*ENTRIES SUPPLIED*.
impl Interceptor {
    fn active(&self, primitive: Primitive) -> bool {
        self.registry.is_installed(primitive) && self.state.is_tracing()
    }

    fn emit(&self, event: &TraceEvent) {
        for output in self.outputs.iter() {
            output.emit(event);
        }
    }

    fn record_node(&self, node: Node) {
        if let Some(graph) = self.state.add_node(node.clone()) {
            self.emit(&TraceEvent::NodeAdded { node, graph });
        }
    }

    fn record_connection(&self, connection: Connection) {
        match self.state.add_connection(connection.clone()) {
            Ok(Some(graph)) => self.emit(&TraceEvent::ConnectionAdded { connection, graph }),
            Ok(None) => {}
            // The engine creates both endpoints before the edge, so this is
            // unreachable in practice; degrade rather than unwind.
            Err(err) => tracing::warn!(error = %err, "dropping invalid connection"),
        }
    }

    fn record_completion(&self, call_id: &NodeId, node: Node, kind: ConnectionKind) {
        let to = node.id.clone();
        self.record_node(node);
        self.record_connection(Connection::new(call_id.clone(), to, kind));
    }

    /// Wrap a synchronous call.
    ///
    /// Records a `Call` node, runs `f`, then records a `Success` node with a
    /// `ReturnFlow` edge (or an `Error` node with an `ErrorFlow` edge) and
    /// forwards the result unchanged.
    #[track_caller]
    pub fn call<A, T, E, F>(&self, name: &str, args: &A, f: F) -> Result<T, E>
    where
        A: Serialize + ?Sized,
        E: Display,
        F: FnOnce() -> Result<T, E>,
    {
        if !self.active(Primitive::SyncCall) {
            return f();
        }

        let source = SourceContext::from(Location::caller());
        let call_id = self.state.next_node_id();
        self.state.capture(
            format!("{call_id}_start"),
            store::capture_arguments(args),
            vec![],
            Some(source.clone()),
        );
        self.record_node(
            Node::new(
                call_id.clone(),
                NodeKind::Call,
                call_label(name, args),
                current_timestamp_ms(),
            )
            .with_source(source)
            .with_property(PROP_EXECUTION_ID, call_id.as_str()),
        );

        let started = Instant::now();
        match f() {
            Ok(value) => {
                self.finish_call(&call_id, started, "ok");
                self.state.capture(
                    format!("{call_id}_response"),
                    CapturedVariables::from_return_value(SanitizedValue::summary(
                        std::any::type_name::<T>(),
                    )),
                    vec![],
                    None,
                );
                let node = Node::new(
                    self.state.next_node_id(),
                    NodeKind::Success,
                    "Returned",
                    current_timestamp_ms(),
                )
                .with_property(PROP_EXECUTION_ID, call_id.as_str());
                self.record_completion(&call_id, node, ConnectionKind::ReturnFlow);
                Ok(value)
            }
            Err(err) => {
                self.finish_call(&call_id, started, "error");
                self.record_error_completion(&call_id, &format!("Error: {err}"), &err);
                Err(err)
            }
        }
    }

    /// Wrap a network-style one-shot asynchronous call.
    ///
    /// Records an `AsyncCall` node labeled with the target, awaits the
    /// future, then records exactly one completion (`Success`/`DataFlow` or
    /// `Error`/`ErrorFlow`) and forwards the value or error unchanged.
    #[track_caller]
    pub fn async_call<T, E, F>(&self, target: &str, future: F) -> impl Future<Output = Result<T, E>>
    where
        E: Display,
        F: Future<Output = Result<T, E>>,
    {
        let engine = self.clone();
        let active = self.active(Primitive::AsyncCall);
        let source = SourceContext::from(Location::caller());
        let target = target.to_owned();

        async move {
            if !active {
                return future.await;
            }

            let call_id = engine.state.next_node_id();
            engine.state.capture(
                format!("{call_id}_start"),
                CapturedVariables::from_arguments(SanitizedValue::List(vec![
                    SanitizedValue::Text(target.clone()),
                ])),
                vec![],
                Some(source.clone()),
            );
            engine.record_node(
                Node::new(
                    call_id.clone(),
                    NodeKind::AsyncCall,
                    truncate_label(&format!("fetch(\"{target}\")")),
                    current_timestamp_ms(),
                )
                .with_source(source)
                .with_property("url", target.as_str())
                .with_property(PROP_EXECUTION_ID, call_id.as_str()),
            );

            let started = Instant::now();
            match future.await {
                Ok(value) => {
                    engine.finish_call(&call_id, started, "ok");
                    engine.state.capture(
                        format!("{call_id}_response"),
                        CapturedVariables::from_return_value(SanitizedValue::summary(
                            std::any::type_name::<T>(),
                        )),
                        vec![],
                        None,
                    );
                    let node = Node::new(
                        engine.state.next_node_id(),
                        NodeKind::Success,
                        "Response",
                        current_timestamp_ms(),
                    )
                    .with_property(PROP_EXECUTION_ID, call_id.as_str());
                    engine.record_completion(&call_id, node, ConnectionKind::DataFlow);
                    Ok(value)
                }
                Err(err) => {
                    engine.finish_call(&call_id, started, "error");
                    engine.record_error_completion(&call_id, &format!("Fetch Error: {err}"), &err);
                    Err(err)
                }
            }
        }
    }

    /// Wrap a one-shot deferred callback.
    ///
    /// Records a `Timer` node at scheduling time; when the delay elapses, a
    /// completion node and a `DataFlow` edge are recorded and the callback
    /// runs. The returned handle aborts the timer like the unwrapped
    /// primitive would.
    #[cfg(feature = "tokio")]
    #[track_caller]
    pub fn set_timeout<F>(&self, delay: Duration, callback: F) -> tokio::task::JoinHandle<()>
    where
        F: FnOnce() + Send + 'static,
    {
        if !self.active(Primitive::Timeout) {
            return tokio::spawn(async move {
                tokio::time::sleep(delay).await;
                callback();
            });
        }

        let engine = self.clone();
        let call_id = self.schedule_timer("setTimeout", delay, Location::caller());
        tokio::spawn(async move {
            tokio::time::sleep(delay).await;
            engine.record_timer_fired(&call_id);
            callback();
        })
    }

    /// Wrap a repeating deferred callback.
    ///
    /// One `Timer` node is recorded at scheduling time; every firing records
    /// its own completion node and `DataFlow` edge - a repeating timer fires
    /// once per connection it adds. Abort the returned handle to stop it.
    #[cfg(feature = "tokio")]
    #[track_caller]
    pub fn set_interval<F>(&self, period: Duration, mut callback: F) -> tokio::task::JoinHandle<()>
    where
        F: FnMut() + Send + 'static,
    {
        if !self.active(Primitive::Interval) {
            return tokio::spawn(async move {
                loop {
                    tokio::time::sleep(period).await;
                    callback();
                }
            });
        }

        let engine = self.clone();
        let call_id = self.schedule_timer("setInterval", period, Location::caller());
        tokio::spawn(async move {
            loop {
                tokio::time::sleep(period).await;
                engine.record_timer_fired(&call_id);
                callback();
            }
        })
    }

    /// Wrap an event-listener callback.
    ///
    /// Registration records an `Event` node; every invocation of the
    /// returned closure records a completion node plus `DataFlow` edge,
    /// captures the payload, and then runs the original callback with the
    /// payload unchanged.
    #[track_caller]
    pub fn listener<P, F>(&self, event_name: &str, mut callback: F) -> impl FnMut(P)
    where
        P: Serialize,
        F: FnMut(P),
    {
        let registration = if self.active(Primitive::EventListener) {
            let source = SourceContext::from(Location::caller());
            let call_id = self.state.next_node_id();
            self.state.capture(
                format!("{call_id}_setup"),
                CapturedVariables::from_arguments(SanitizedValue::Text(event_name.to_owned())),
                vec![],
                Some(source.clone()),
            );
            self.record_node(
                Node::new(
                    call_id.clone(),
                    NodeKind::Event,
                    truncate_label(&format!("on(\"{event_name}\")")),
                    current_timestamp_ms(),
                )
                .with_source(source)
                .with_property("event", event_name)
                .with_property(PROP_EXECUTION_ID, call_id.as_str()),
            );
            Some(call_id)
        } else {
            None
        };

        let engine = self.clone();
        move |payload: P| {
            if let Some(call_id) = &registration {
                engine.state.capture(
                    format!("{call_id}_callback"),
                    store::capture_arguments(&payload),
                    vec![],
                    None,
                );
                let node = Node::new(
                    engine.state.next_node_id(),
                    NodeKind::Success,
                    "Event Fired",
                    current_timestamp_ms(),
                )
                .with_property(PROP_EXECUTION_ID, call_id.as_str());
                engine.record_completion(call_id, node, ConnectionKind::DataFlow);
            }
            callback(payload)
        }
    }

    /// Record an error reported by the host program itself.
    ///
    /// This is the ingestion path for uncorrelated faults (uncaught errors,
    /// unhandled rejections) that arrive with a textual stack. The source is
    /// located from the stack; no edge is created.
    pub fn record_host_error(&self, message: &str, stack: &[String]) -> Option<NodeId> {
        if !self.active(Primitive::HostError) {
            return None;
        }

        let source = locate::locate(stack.iter().map(String::as_str), INTERNAL_MARKER);
        let node = Node::new(
            self.state.next_node_id(),
            NodeKind::Error,
            truncate_label(&format!("Global Error: {message}")),
            current_timestamp_ms(),
        )
        .with_source(source)
        .with_property("message", message);
        let id = node.id.clone();

        self.state.capture(
            format!("{id}_error"),
            CapturedVariables {
                error: Some(message.to_owned()),
                ..CapturedVariables::default()
            },
            stack.to_vec(),
            None,
        );
        self.record_node(node);
        Some(id)
    }

    /// Record an application-defined event as a `Custom` node.
    pub fn record_custom(&self, label: &str) -> Option<NodeId> {
        if !self.state.is_tracing() {
            return None;
        }
        let node = Node::new(
            self.state.next_node_id(),
            NodeKind::Custom,
            truncate_label(label),
            current_timestamp_ms(),
        );
        let id = node.id.clone();
        self.record_node(node);
        Some(id)
    }

    /// Attach completion fields to the call node (keyed, targeted update).
    fn finish_call(&self, call_id: &NodeId, started: Instant, status: &str) {
        let duration_ms = started.elapsed().as_millis() as u64;
        let status = status.to_owned();
        self.state.update_node(call_id, move |node| {
            node.set_property("status", status);
            node.set_property("duration_ms", duration_ms);
        });
    }

    fn record_error_completion(&self, call_id: &NodeId, label: &str, err: &dyn Display) {
        self.state.capture(
            format!("{call_id}_error"),
            CapturedVariables {
                error: Some(err.to_string()),
                ..CapturedVariables::default()
            },
            vec![],
            None,
        );
        let node = Node::new(
            self.state.next_node_id(),
            NodeKind::Error,
            truncate_label(label),
            current_timestamp_ms(),
        )
        .with_property(PROP_EXECUTION_ID, call_id.as_str());
        self.record_completion(call_id, node, ConnectionKind::ErrorFlow);
    }

    #[cfg(feature = "tokio")]
    fn schedule_timer(
        &self,
        name: &str,
        delay: Duration,
        caller: &'static Location<'static>,
    ) -> NodeId {
        let source = SourceContext::from(caller);
        let call_id = self.state.next_node_id();
        let delay_ms = delay.as_millis() as u64;
        self.state.capture(
            format!("{call_id}_setup"),
            CapturedVariables::from_arguments(SanitizedValue::List(vec![SanitizedValue::Int(
                delay_ms as i64,
            )])),
            vec![],
            Some(source.clone()),
        );
        self.record_node(
            Node::new(
                call_id.clone(),
                NodeKind::Timer,
                format!("{name}({delay_ms}ms)"),
                current_timestamp_ms(),
            )
            .with_source(source)
            .with_property("delay_ms", delay_ms)
            .with_property(PROP_EXECUTION_ID, call_id.as_str()),
        );
        call_id
    }

    #[cfg(feature = "tokio")]
    fn record_timer_fired(&self, call_id: &NodeId) {
        self.state
            .capture(format!("{call_id}_callback"), CapturedVariables::default(), vec![], None);
        let node = Node::new(
            self.state.next_node_id(),
            NodeKind::Success,
            "Timer Executed",
            current_timestamp_ms(),
        )
        .with_property(PROP_EXECUTION_ID, call_id.as_str());
        self.record_completion(call_id, node, ConnectionKind::DataFlow);
    }
}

*WHAT TO WORK ON*. Copy out the lines of the data where the string "emit" occurs.

*ANSWER*.
    fn emit(&self, event: &TraceEvent) {
            output.emit(event);
            self.emit(&TraceEvent::NodeAdded { node, graph });
            Ok(Some(graph)) => self.emit(&TraceEvent::ConnectionAdded { connection, graph }),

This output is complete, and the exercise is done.